Pence também deve ser questionado sobre sua atuação no combate à pandemia: oficialmente, ele foi o responsável pela força-tarefa montada por Trump, apesar de o presidente ter aparecido quase todos os dias na TV no auge da crise. Os Estados Unidos registram mais de 7 milhões de infectados e pelo menos 208.000 mortos por complicações da Covid-19.
A resposta de Pence não deve ser muito diferente das oferecidas por Trump até aqui: o governo americano agiu rápido ao fechar as fronteiras com a China, providenciou equipamentos de proteção para médicos e enfermeiros e respondeu a todos os pedidos feitos pelos governadores.
Apesar dessa narrativa (que contém afirmações exageradas), a maioria dos americanos reprova a atuação do governo Trump na condução da pandemia, e a a doença do presidente trouxe a crise sanitária para o centro das atenções a menos de um mês da eleição.
Pence vai tentar pintar Kamala Harris como parte de uma suposta ameaça socialista. Quando disputava a candidatura presidencial, a senadora declarou-se a favor de propostas da ala mais à esquerda do Partido Democrata, como a cobertura de saúde gratuita para toda a população. Biden defende um misto de planos privados e públicos, mas essa mudança de Harris é um de seus potenciais flancos no debate.
A democrata também certamente será atacada por defender uma suposta “anarquia” nas ruas das grandes cidades americanas. Trata-se do argumento de Trump segundo o qual os democratas são coniventes com manifestações violentas e querem tirar recursos das polícias (o que Biden já negou repetidas vezes).
Pence e Harris são dois candidatos muito mais diferentes do que Trump e Biden, dois homens idosos (74 e 77 anos, respectivamente) e brancos.
Pence, 61, cresceu numa família católica de ascendência irlandesa e na universidade converteu-se evangélico. “Sou cristão, conservador e republicano, nesta ordem”, é um de seus bordões. O vice-presidente é um ferrenho opositor do direito ao aborto e acredita que casamento e a união de um homem e uma mulher.
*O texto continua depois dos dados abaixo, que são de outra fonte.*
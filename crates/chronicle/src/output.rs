use chronicle_ingest::BatchSummary;

pub fn print_summary(summary: &BatchSummary, log_type: &str, json: bool) -> anyhow::Result<()> {
    if json {
        println!("{}", serde_json::to_string_pretty(summary)?);
        return Ok(());
    }
    println!(
        "pushed {} {log_type} log(s) to Chronicle in {} request(s)",
        summary.entries, summary.requests
    );
    Ok(())
}

pub fn print_lines(lines: &[String], json: bool) -> anyhow::Result<()> {
    if json {
        println!("{}", serde_json::to_string_pretty(lines)?);
        return Ok(());
    }
    for line in lines {
        println!("{line}");
    }
    Ok(())
}
use std::fmt;
use std::future::Future;

use bytes::Bytes;

use crate::error::Result;

#[derive(Debug, Clone, Copy, PartialEq, Eq)]
pub enum Method {
    Get,
    Post,
}

impl Method {
    pub fn as_str(self) -> &'static str {
        match self {
            Self::Get => "GET",
            Self::Post => "POST",
        }
    }
}

impl fmt::Display for Method {
    fn fmt(&self, f: &mut fmt::Formatter<'_>) -> fmt::Result {
        f.write_str(self.as_str())
    }
}

#[derive(Debug, Clone, PartialEq, Eq)]
pub struct HttpResponse {
    pub status: u16,
    pub body: Bytes,
}

impl HttpResponse {
    pub fn new(status: u16, body: impl Into<Bytes>) -> Self {
        Self {
            status,
            body: body.into(),
        }
    }

    pub fn is_success(&self) -> bool {
        (200..300).contains(&self.status)
    }

    /// Body with surrounding whitespace removed; empty for a missing body.
    pub fn trimmed_body(&self) -> &[u8] {
        self.body.trim_ascii()
    }
}

/// An authenticated HTTP capability. Implementations attach credentials; a
/// network failure is an error, any HTTP status is a response.
pub trait Transport {
    fn request(
        &self,
        method: Method,
        url: &str,
        body: Option<Vec<u8>>,
        headers: &[(&str, &str)],
    ) -> impl Future<Output = Result<HttpResponse>> + Send;
}

impl<T: Transport> Transport for &T {
    fn request(
        &self,
        method: Method,
        url: &str,
        body: Option<Vec<u8>>,
        headers: &[(&str, &str)],
    ) -> impl Future<Output = Result<HttpResponse>> + Send {
        (**self).request(method, url, body, headers)
    }
}

#[cfg(test)]
mod tests {
    use super::*;

    #[test]
    fn success_is_2xx_only() {
        assert!(HttpResponse::new(200, "").is_success());
        assert!(HttpResponse::new(204, "").is_success());
        assert!(!HttpResponse::new(302, "").is_success());
        assert!(!HttpResponse::new(400, "").is_success());
    }

    #[test]
    fn trimmed_body_strips_whitespace() {
        let resp = HttpResponse::new(200, " \n{}\n");
        assert_eq!(resp.trimmed_body(), b"{}");
        assert!(HttpResponse::new(200, "").trimmed_body().is_empty());
    }
}
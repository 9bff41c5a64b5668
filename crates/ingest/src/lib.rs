pub mod auth;
pub mod batcher;
pub mod reference_list;
mod response;

use chronicle_core::config::Config;
use chronicle_core::error::Result;
use serde::Serialize;

pub use auth::{AuthorizedSession, BACKSTORY_SCOPE, Credentials, INGESTION_SCOPE, ServiceAccountKey};
pub use batcher::{BatchSummary, LogBatcher};
pub use reference_list::ReferenceListFetcher;

/// Authenticates with the ingestion scope and pushes `records` in
/// size-bounded batches.
pub async fn ingest<R: Serialize>(cfg: &Config, records: &[R], log_type: &str) -> Result<BatchSummary> {
    let session = AuthorizedSession::from_config(cfg, &[INGESTION_SCOPE])?;
    LogBatcher::new(session, cfg)?.ingest(records, log_type).await
}

/// Authenticates with the backstory scope and fetches one reference list.
pub async fn get_reference_list(cfg: &Config, list_name: &str) -> Result<Vec<String>> {
    let session = AuthorizedSession::from_config(cfg, &[BACKSTORY_SCOPE])?;
    ReferenceListFetcher::new(session, cfg).fetch(list_name).await
}
use chronicle_core::config::Config;
use chronicle_core::error::{ChronicleError, Result};
use chronicle_core::model::entry::{Envelope, IngestionRequest};
use chronicle_core::region::ingestion_url;
use chronicle_core::size::{len_after_extend, len_after_push, serialized_len};
use chronicle_core::transport::{Method, Transport};
use serde::Serialize;
use tracing::{debug, info, warn};

use crate::response::error_reason;

const JSON_HEADERS: &[(&str, &str)] = &[("Content-Type", "application/json")];

#[derive(Debug, Clone, Copy, Default, PartialEq, Eq, Serialize)]
pub struct BatchSummary {
    pub requests: usize,
    pub entries: usize,
}

/// Packs records into `batchCreate` bodies no larger than the size threshold
/// and pushes them one request at a time.
pub struct LogBatcher<T> {
    transport: T,
    url: String,
    customer_id: String,
    namespace: Option<String>,
    size_threshold: usize,
    batch_size: usize,
}

impl<T: Transport> LogBatcher<T> {
    pub fn new(transport: T, cfg: &Config) -> Result<Self> {
        cfg.validate()?;
        Ok(Self {
            transport,
            url: ingestion_url(cfg),
            customer_id: cfg.customer_id.clone(),
            namespace: cfg.effective_namespace().map(str::to_string),
            size_threshold: cfg.size_threshold_bytes,
            batch_size: cfg.log_batch_size,
        })
    }

    /// Sends every record under `log_type`. Stops at the first rejected
    /// batch; batches already accepted stay ingested.
    pub async fn ingest<R: Serialize>(&self, records: &[R], log_type: &str) -> Result<BatchSummary> {
        let entries = records
            .iter()
            .map(Envelope::from_record)
            .collect::<Result<Vec<_>>>()?;

        let mut body = IngestionRequest::new(&self.customer_id, log_type, self.namespace.clone());
        let empty_len = serialized_len(&body)?;
        let mut summary = BatchSummary::default();
        let mut index = 0;

        while index < entries.len() {
            let end = (index + self.batch_size).min(entries.len());
            let probe = &entries[index..end];
            let body_len = serialized_len(&body)?;
            let probe_len = serialized_len(probe)?;
            let has_entries = !body.entries.is_empty();

            if probe_len < self.size_threshold
                && len_after_extend(body_len, has_entries, probe_len) <= self.size_threshold
            {
                debug!(count = probe.len(), "adding a batch of logs to the ingestion payload");
                body.entries.extend_from_slice(probe);
                index = end;
                continue;
            }

            // Windows that could never fit a request on their own are packed one
            // entry at a time. An empty body always takes the next entry, even
            // one over the threshold.
            let too_big_alone = probe_len >= self.size_threshold
                || len_after_extend(empty_len, false, probe_len) > self.size_threshold;
            if too_big_alone {
                debug!(
                    index,
                    probe_bytes = probe_len,
                    "next batch does not fit; packing logs one at a time"
                );
                let item_len = serialized_len(&entries[index])?;
                if !has_entries
                    || len_after_push(body_len, has_entries, item_len) <= self.size_threshold
                {
                    if item_len > self.size_threshold {
                        warn!(
                            index,
                            bytes = item_len,
                            threshold = self.size_threshold,
                            "single log exceeds the size threshold; sending it alone"
                        );
                    }
                    body.entries.push(entries[index].clone());
                    index += 1;
                    continue;
                }
            }

            self.flush(&mut body, &mut summary).await?;
        }

        if !body.entries.is_empty() {
            self.flush(&mut body, &mut summary).await?;
        }
        Ok(summary)
    }

    async fn flush(&self, body: &mut IngestionRequest, summary: &mut BatchSummary) -> Result<()> {
        let count = body.entries.len();
        info!(count, log_type = %body.log_type, "attempting to push logs to Chronicle");

        let payload = serde_json::to_vec(&*body)
            .map_err(|e| ChronicleError::Serialize(format!("failed to encode request: {e}")))?;
        let resp = self
            .transport
            .request(Method::Post, &self.url, Some(payload), JSON_HEADERS)
            .await?;

        if !resp.is_success() {
            let reason = error_reason(&resp.body);
            warn!(status = resp.status, reason = %reason, "Chronicle rejected log batch");
            return Err(ChronicleError::Ingestion {
                status: resp.status,
                reason,
            });
        }

        match resp.trimmed_body() {
            b"" | b"{}" => info!(count, "logs pushed successfully to Chronicle"),
            other => debug!(
                count,
                response = %String::from_utf8_lossy(other),
                "Chronicle accepted logs with a response body"
            ),
        }

        summary.requests += 1;
        summary.entries += count;
        body.entries.clear();
        Ok(())
    }
}
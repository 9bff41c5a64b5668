use serde::Deserialize;

#[derive(Debug, Deserialize)]
pub struct ReferenceListResponse {
    #[serde(default)]
    pub lines: Vec<String>,
}

impl ReferenceListResponse {
    /// Trimmed, non-empty lines in their original order.
    pub fn into_lines(self) -> Vec<String> {
        self.lines
            .into_iter()
            .filter_map(|line| {
                let trimmed = line.trim();
                (!trimmed.is_empty()).then(|| trimmed.to_string())
            })
            .collect()
    }
}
Em 2015, quando era governador do estado de Indiana, Pence sancionou uma lei que na prática permitia que estabelecimentos comerciais se recusassem a atender clientes LGBTQ alegando violação de suas liberdades religiosas. Depois da enorme repercussão negativa, os legisladores do estado alteraram a lei.
Kamala Harris completa 56 anos no próximo dia 20 e é americana de primeira geração: seu pai imigrou da Jamaica, e sua mãe, da Índia. Harris é a primeira mulher não-branca a ser candidata a vice-presidente por um dos dois partidos que dominam a política americana.
Ela começou sua carreira política como procuradora em San Francisco, uma das mais progressistas cidades americanas. Em questões sociais, ela defende uma agenda muito próxima da ala esquerda do Partido Democrata, incluindo o direito ao aborto e o casamento de pessoas do mesmo sexo.
É possível que o debate de hoje seja uma prévia do que se verá daqui quatro anos, qualquer que seja o resultado da eleição do mês que vem.
Caso Trump seja reeleito, é provável que Pence dispute a candidatura do Partido Republicano em 2024. O mesmo vale para Harris. Se eleito, Biden terá 82 anos em quatro anos, e muitos consideram pequenas as chances de que ele busque a reeleição. Harris, como vice, seria uma candidata natural.
O debate, que acontece em um auditório da Universidade de Utah, começa às 22h (horário de Brasília) e será transmitido no Brasil pelas TV Bandeirantes e pela CNN Brasil, com tradução simultânea.
Também é possível acompanhar o debate via streaming pela internet e gratuitamente em sites da imprensa americana como New York Times, CNN e Washington Post, entre outros.